Work to be completed: Print the first line of the data below and every one after it, through the line containing "pub fn year(&self)", exactly as written.

Records to use:

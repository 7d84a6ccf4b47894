use std::fmt;
use std::str::FromStr;

use bindery_kernel::AppError;
use serde::{Deserialize, Serialize};
use serde_json::json;
use time::format_description::FormatItem;
use time::macros::format_description;
use time::OffsetDateTime;
use url::Url;

use crate::utils::truncate_blurb;

/// Maximum length of a derived short description before it is elided.
const SHORT_DESCRIPTION_LEN: usize = 150;

const DISPLAY_DATE_FORMAT: &[FormatItem<'static>] =
    format_description!("[month repr:long] [day padding:none], [year]");

/// Publication status of a catalog record.
///
/// The wire names come from the catalog dump the application ships with:
/// `PUBLISH` for released titles, `MEAP` for titles announced but not yet
/// published.
#[derive(Debug, Clone, Copy, Serialize, Deserialize, PartialEq, Eq, Default)]
pub enum BookStatus {
    #[serde(rename = "PUBLISH")]
    Published,
    #[serde(rename = "MEAP")]
    #[default]
    Upcoming,
}

impl fmt::Display for BookStatus {
    fn fmt(&self, f: &mut fmt::Formatter<'_>) -> fmt::Result {
        match self {
            Self::Published => write!(f, "Published"),
            Self::Upcoming => write!(f, "Yet to be Published"),
        }
    }
}

impl FromStr for BookStatus {
    type Err = String;

    fn from_str(s: &str) -> Result<Self, Self::Err> {
        match s.to_ascii_lowercase().as_str() {
            "publish" | "published" => Ok(Self::Published),
            "meap" | "upcoming" => Ok(Self::Upcoming),
            other => Err(format!(
                "unknown status '{other}'; expected published or upcoming"
            )),
        }
    }
}

/// Publication date in the dump's `{"$date": "..."}` envelope.
#[derive(Debug, Clone, Serialize, Deserialize, PartialEq)]
pub struct PublishedDate {
    #[serde(rename = "$date", with = "time::serde::rfc3339")]
    pub date: OffsetDateTime,
}

impl PublishedDate {
    pub fn new(date: OffsetDateTime) -> Self {
        Self { date }
    }

    pub fn year(&self) -> i32 {
        self.date.year()
    }
}

/// A catalog entry.
///
/// Ids are unique within the catalog; every other field is tolerated empty
/// or missing and masked with a fallback at render time.
#[derive(Debug, Clone, Serialize, Deserialize, PartialEq, Default)]
#[serde(default, rename_all = "camelCase")]
pub struct Book {
    #[serde(rename = "_id")]
    pub id: u32,
    pub title: String,
    pub authors: Vec<String>,
    pub categories: Vec<String>,
    pub status: BookStatus,
    pub page_count: u32,
    pub isbn: String,
    #[serde(skip_serializing_if = "Option::is_none")]
    pub published_date: Option<PublishedDate>,
    #[serde(skip_serializing_if = "Option::is_none")]
    pub short_description: Option<String>,
    #[serde(skip_serializing_if = "Option::is_none")]
    pub long_description: Option<String>,
    #[serde(skip_serializing_if = "Option::is_none")]
    pub thumbnail_url: Option<String>,
}

impl Book {
    pub fn published_year(&self) -> Option<i32> {
        self.published_date.as_ref().map(PublishedDate::year)
    }

    /// Sort key for recency ordering; records without a date sort last.
    pub fn recency_key(&self) -> OffsetDateTime {
        self.published_date
            .as_ref()
            .map(|d| d.date)
            .unwrap_or(OffsetDateTime::UNIX_EPOCH)
    }

    pub fn display_authors(&self) -> String {
        if self.authors.is_empty() {
            "Unknown author".to_string()
        } else {
            self.authors.join(", ")
        }
    }

    pub fn display_date(&self) -> String {
        self.published_date
            .as_ref()
            .and_then(|d| d.date.format(DISPLAY_DATE_FORMAT).ok())
            .unwrap_or_else(|| "Unknown Date".to_string())
    }

    /// Short description, falling back to the long one.
    pub fn blurb(&self) -> &str {
        self.short_description
            .as_deref()
            .or(self.long_description.as_deref())
            .unwrap_or("No Description Available")
    }

    pub fn display_page_count(&self) -> u32 {
        if self.page_count == 0 {
            1
        } else {
            self.page_count
        }
    }

    pub fn thumbnail(&self) -> &str {
        self.thumbnail_url.as_deref().unwrap_or("/default.png")
    }
}

/// Create/edit input for a catalog entry. Authors and categories arrive as
/// comma-separated text, matching the entry form.
#[derive(Debug, Clone, Default)]
pub struct BookDraft {
    pub title: String,
    pub authors: String,
    pub description: String,
    pub thumbnail: String,
    pub categories: String,
    pub page_count: u32,
}

impl BookDraft {
    /// Prefill a draft from an existing record, for editing.
    pub fn from_book(book: &Book) -> Self {
        Self {
            title: book.title.clone(),
            authors: book.authors.join(", "),
            description: book
                .long_description
                .clone()
                .or_else(|| book.short_description.clone())
                .unwrap_or_default(),
            thumbnail: book.thumbnail_url.clone().unwrap_or_default(),
            categories: book.categories.join(", "),
            page_count: book.page_count,
        }
    }

    pub fn validate(&self) -> Result<(), AppError> {
        let mut details = Vec::new();

        if self.title.trim().is_empty() {
            details.push(json!({"field": "title", "error": "Title is required"}));
        }
        if split_list(&self.authors).is_empty() {
            details.push(json!({"field": "authors", "error": "At least one author is required"}));
        }
        if !self.thumbnail.trim().is_empty() && Url::parse(self.thumbnail.trim()).is_err() {
            details.push(json!({"field": "thumbnail", "error": "Please enter a valid URL"}));
        }

        if details.is_empty() {
            Ok(())
        } else {
            Err(AppError::validation(details, "book draft failed validation"))
        }
    }

    /// Turn a validated draft into a record. ISBN and publication date are
    /// carried over from `existing` when present, otherwise generated.
    pub fn into_book(self, id: u32, existing: Option<&Book>) -> Book {
        let description = self.description.trim().to_string();
        let mut categories = split_list(&self.categories);
        if categories.is_empty() {
            categories.push("General".to_string());
        }

        let (short_description, long_description) = if description.is_empty() {
            (None, None)
        } else {
            (
                Some(truncate_blurb(&description, SHORT_DESCRIPTION_LEN)),
                Some(description),
            )
        };

        Book {
            id,
            title: self.title.trim().to_string(),
            authors: split_list(&self.authors),
            categories,
            status: BookStatus::Published,
            page_count: self.page_count,
            isbn: existing
                .map(|b| b.isbn.clone())
                .filter(|isbn| !isbn.is_empty())
                .unwrap_or_else(generated_isbn),
            published_date: existing
                .and_then(|b| b.published_date.clone())
                .or_else(|| Some(PublishedDate::new(OffsetDateTime::now_utc()))),
            short_description,
            long_description,
            thumbnail_url: Some(self.thumbnail.trim().to_string()).filter(|t| !t.is_empty()),
        }
    }
}

fn split_list(raw: &str) -> Vec<String> {
    raw.split(',')
        .map(str::trim)
        .filter(|part| !part.is_empty())
        .map(str::to_string)
        .collect()
}

fn generated_isbn() -> String {
    let millis = OffsetDateTime::now_utc().unix_timestamp_nanos() / 1_000_000;
    format!("ISBN-{:06}", millis % 1_000_000)
}
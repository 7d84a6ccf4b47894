//! Error handling for the BINDERY application layer

use serde_json::json;
use thiserror::Error;

/// Application error types surfaced by catalog operations
#[derive(Error, Debug)]
pub enum AppError {
    #[error("validation error: {message}")]
    Validation {
        details: Vec<serde_json::Value>,
        code: String,
        message: String,
    },

    #[error("conflict: {message}")]
    Conflict {
        details: Vec<serde_json::Value>,
        code: String,
        message: String,
    },

    #[error("not found: {message}")]
    NotFound { message: String, code: String },

    #[error("bad request: {message}")]
    BadRequest { message: String, code: String },

    #[error(transparent)]
    Internal(#[from] anyhow::Error),
}

impl AppError {
    /// Create a validation error
    pub fn validation(details: Vec<serde_json::Value>, message: impl Into<String>) -> Self {
        Self::Validation {
            details,
            code: "validation_error".to_string(),
            message: message.into(),
        }
    }

    /// Create a conflict error
    pub fn conflict(details: Vec<serde_json::Value>, message: impl Into<String>) -> Self {
        Self::Conflict {
            details,
            code: "conflict".to_string(),
            message: message.into(),
        }
    }

    /// Create a not found error
    pub fn not_found(message: impl Into<String>) -> Self {
        Self::NotFound {
            message: message.into(),
            code: "not_found".to_string(),
        }
    }

    /// Create a bad request error
    pub fn bad_request(message: impl Into<String>) -> Self {
        Self::BadRequest {
            message: message.into(),
            code: "bad_request".to_string(),
        }
    }

    /// Shorthand for a single-field validation error
    pub fn field(field: &str, error: &str) -> Self {
        Self::validation(
            vec![json!({"field": field, "error": error})],
            format!("{field}: {error}"),
        )
    }

    /// Machine-readable error code
    pub fn code(&self) -> &str {
        match self {
            Self::Validation { code, .. }
            | Self::Conflict { code, .. }
            | Self::NotFound { code, .. }
            | Self::BadRequest { code, .. } => code,
            Self::Internal(_) => "internal_error",
        }
    }
}
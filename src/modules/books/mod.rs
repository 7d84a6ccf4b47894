//! Books module: catalog state, search, pagination, and the service that
//! ties them to the on-disk store.

pub mod models;
pub mod pagination;
pub mod search;
pub mod seed;
pub mod state;

use anyhow::Context;
use bindery_kernel::{AppError, Settings};
use bindery_store::KvStore;

use models::{Book, BookDraft};
use pagination::{paginate, Page};
use search::{Facets, SearchFilters};
use state::Catalog;

/// The catalog plus its backing store. Every mutation rewrites the
/// serialized list under the configured key.
pub struct BookService {
    store: KvStore,
    key: String,
    catalog: Catalog,
}

impl BookService {
    /// Open the store and load the book list. A missing key seeds the
    /// catalog with the built-in samples and persists them; a payload that
    /// does not deserialize is an error.
    pub fn open(settings: &Settings) -> anyhow::Result<Self> {
        let store = KvStore::open(&settings.store.path)?;
        let key = settings.store.key.clone();

        let loaded = store.get(&key).map(str::to_owned);
        let service = match loaded {
            Some(raw) => {
                let books: Vec<Book> = serde_json::from_str(&raw)
                    .with_context(|| format!("stored book list under '{key}' is corrupt"))?;
                tracing::debug!(count = books.len(), "loaded catalog from store");
                Self {
                    store,
                    key,
                    catalog: Catalog::from_books(books),
                }
            }
            None => {
                let catalog = Catalog::from_books(seed::seed_books());
                tracing::info!(count = catalog.len(), "store empty, seeding catalog");
                let mut service = Self {
                    store,
                    key,
                    catalog,
                };
                service.persist()?;
                service
            }
        };

        Ok(service)
    }

    fn persist(&mut self) -> anyhow::Result<()> {
        let raw = serde_json::to_string(self.catalog.books())
            .context("failed to serialize book list")?;
        self.store.put(self.key.clone(), raw)
    }

    pub fn books(&self) -> &[Book] {
        self.catalog.books()
    }

    pub fn len(&self) -> usize {
        self.catalog.len()
    }

    pub fn is_empty(&self) -> bool {
        self.catalog.is_empty()
    }

    pub fn get(&self, id: u32) -> Result<&Book, AppError> {
        self.catalog.get(id).ok_or_else(|| AppError::not_found("Book not found"))
    }

    /// One page of the catalog, newest publication first.
    pub fn list_page(&self, page: usize, per_page: usize) -> Page<Book> {
        let ordered: Vec<Book> = self.catalog.by_recency().into_iter().cloned().collect();
        paginate(&ordered, page, per_page)
    }

    /// Quick text search, capped at `limit` results.
    pub fn search(&self, term: &str, limit: usize) -> Vec<&Book> {
        search::quick_search(self.catalog.books(), term, limit)
    }

    /// Advanced search: filtered collection in catalog order, paged.
    pub fn find_page(&self, filters: &SearchFilters, page: usize, per_page: usize) -> Page<Book> {
        let matched: Vec<Book> = filters
            .apply(self.catalog.books())
            .into_iter()
            .cloned()
            .collect();
        paginate(&matched, page, per_page)
    }

    pub fn facets(&self) -> Facets {
        search::facets(self.catalog.books())
    }

    /// Validate a draft and append it under a fresh id.
    pub fn create(&mut self, draft: BookDraft) -> Result<Book, AppError> {
        draft.validate()?;
        let book = draft.into_book(self.catalog.next_id(), None);
        self.catalog.add(book.clone())?;
        self.persist()?;
        tracing::info!(id = book.id, title = %book.title, "book added");
        Ok(book)
    }

    /// Validate a draft and replace the record with the given id.
    pub fn update(&mut self, id: u32, draft: BookDraft) -> Result<Book, AppError> {
        draft.validate()?;
        let existing = self.get(id)?.clone();
        let book = draft.into_book(id, Some(&existing));
        self.catalog.edit(book.clone())?;
        self.persist()?;
        tracing::info!(id, title = %book.title, "book updated");
        Ok(book)
    }

    /// Remove the record with the given id, returning it.
    pub fn remove(&mut self, id: u32) -> Result<Book, AppError> {
        let removed = self.catalog.delete(id)?;
        self.persist()?;
        tracing::info!(id, title = %removed.title, "book deleted");
        Ok(removed)
    }

    /// Replace the collection wholesale.
    pub fn set_books(&mut self, books: Vec<Book>) -> Result<(), AppError> {
        self.catalog.set(books);
        self.persist()?;
        Ok(())
    }
}
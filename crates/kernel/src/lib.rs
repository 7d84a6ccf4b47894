pub mod error;
pub mod settings;

pub use error::AppError;
pub use settings::Settings;
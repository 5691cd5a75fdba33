//! Tests for sampling configuration defaults and validation.

use vasari_core::{GenerationConfig, T5_REPETITION_PENALTY};

#[test]
fn test_defaults_match_documented_values() {
    let config = GenerationConfig::default();
    assert_eq!(*config.temperature(), 0.7);
    assert_eq!(*config.repetition_penalty(), 1.0);
    assert_eq!(*config.max_new_tokens(), 512);
    assert_eq!(*config.top_p(), 0.9);
    assert_eq!(*config.max_prompt_tokens(), 1024);
    assert!(config.check().is_ok());
}

#[test]
fn test_t5_model_raises_default_penalty() {
    let config = GenerationConfig::default().adjusted_for_model("lmsys/fastchat-t5-3b-v1.0");
    assert_eq!(*config.repetition_penalty(), T5_REPETITION_PENALTY);
}

#[test]
fn test_t5_match_ignores_case() {
    let config = GenerationConfig::default().adjusted_for_model("google/Flan-T5-large");
    assert_eq!(*config.repetition_penalty(), T5_REPETITION_PENALTY);
}

#[test]
fn test_explicit_penalty_is_kept_for_t5() {
    let config = GenerationConfig::builder()
        .repetition_penalty(1.05)
        .build()
        .expect("valid config")
        .adjusted_for_model("lmsys/fastchat-t5-3b-v1.0");
    assert_eq!(*config.repetition_penalty(), 1.05);
}

#[test]
fn test_other_models_keep_default_penalty() {
    let config = GenerationConfig::default().adjusted_for_model("lmsys/vicuna-7b-v1.5");
    assert_eq!(*config.repetition_penalty(), 1.0);
}

#[test]
fn test_builder_rejects_invalid_values() {
    assert!(GenerationConfig::builder().top_p(0.0).build().is_err());
    assert!(GenerationConfig::builder().temperature(-1.0).build().is_err());
    assert!(GenerationConfig::builder().max_new_tokens(0_usize).build().is_err());
    assert!(GenerationConfig::builder().temperature(0.0).build().is_ok());
}

#[test]
fn test_deserializes_partial_table() {
    let config: GenerationConfig = toml_like(r#"{"temperature": 0.1, "max_new_tokens": 64}"#);
    assert_eq!(*config.temperature(), 0.1);
    assert_eq!(*config.max_new_tokens(), 64);
    assert_eq!(*config.top_p(), 0.9);
}

fn toml_like(json: &str) -> GenerationConfig {
    serde_json::from_str(json).expect("valid partial config")
}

Answer for the task:
repository 7d84a6ccf4b47894
use std::fmt;
use std::str::FromStr;

use bindery_kernel::AppError;
use serde::{Deserialize, Serialize};
use serde_json::json;
use time::format_description::FormatItem;
use time::macros::format_description;
use time::OffsetDateTime;
use url::Url;

use crate::utils::truncate_blurb;

/// Maximum length of a derived short description before it is elided.
const SHORT_DESCRIPTION_LEN: usize = 150;

const DISPLAY_DATE_FORMAT: &[FormatItem<'static>] =
    format_description!("[month repr:long] [day padding:none], [year]");

/// Publication status of a catalog record.
///
/// The wire names come from the catalog dump the application ships with:
/// `PUBLISH` for released titles, `MEAP` for titles announced but not yet
/// published.
#[derive(Debug, Clone, Copy, Serialize, Deserialize, PartialEq, Eq, Default)]
pub enum BookStatus {
    #[serde(rename = "PUBLISH")]
    Published,
    #[serde(rename = "MEAP")]
    #[default]
    Upcoming,
}

impl fmt::Display for BookStatus {
    fn fmt(&self, f: &mut fmt::Formatter<'_>) -> fmt::Result {
        match self {
            Self::Published => write!(f, "Published"),
            Self::Upcoming => write!(f, "Yet to be Published"),
        }
    }
}

impl FromStr for BookStatus {
    type Err = String;

    fn from_str(s: &str) -> Result<Self, Self::Err> {
        match s.to_ascii_lowercase().as_str() {
            "publish" | "published" => Ok(Self::Published),
            "meap" | "upcoming" => Ok(Self::Upcoming),
            other => Err(format!(
                "unknown status '{other}'; expected published or upcoming"
            )),
        }
    }
}

/// Publication date in the dump's `{"$date": "..."}` envelope.
#[derive(Debug, Clone, Serialize, Deserialize, PartialEq)]
pub struct PublishedDate {
    #[serde(rename = "$date", with = "time::serde::rfc3339")]
    pub date: OffsetDateTime,
}

impl PublishedDate {
    pub fn new(date: OffsetDateTime) -> Self {
        Self { date }
    }

    pub fn year(&self) -> i32 {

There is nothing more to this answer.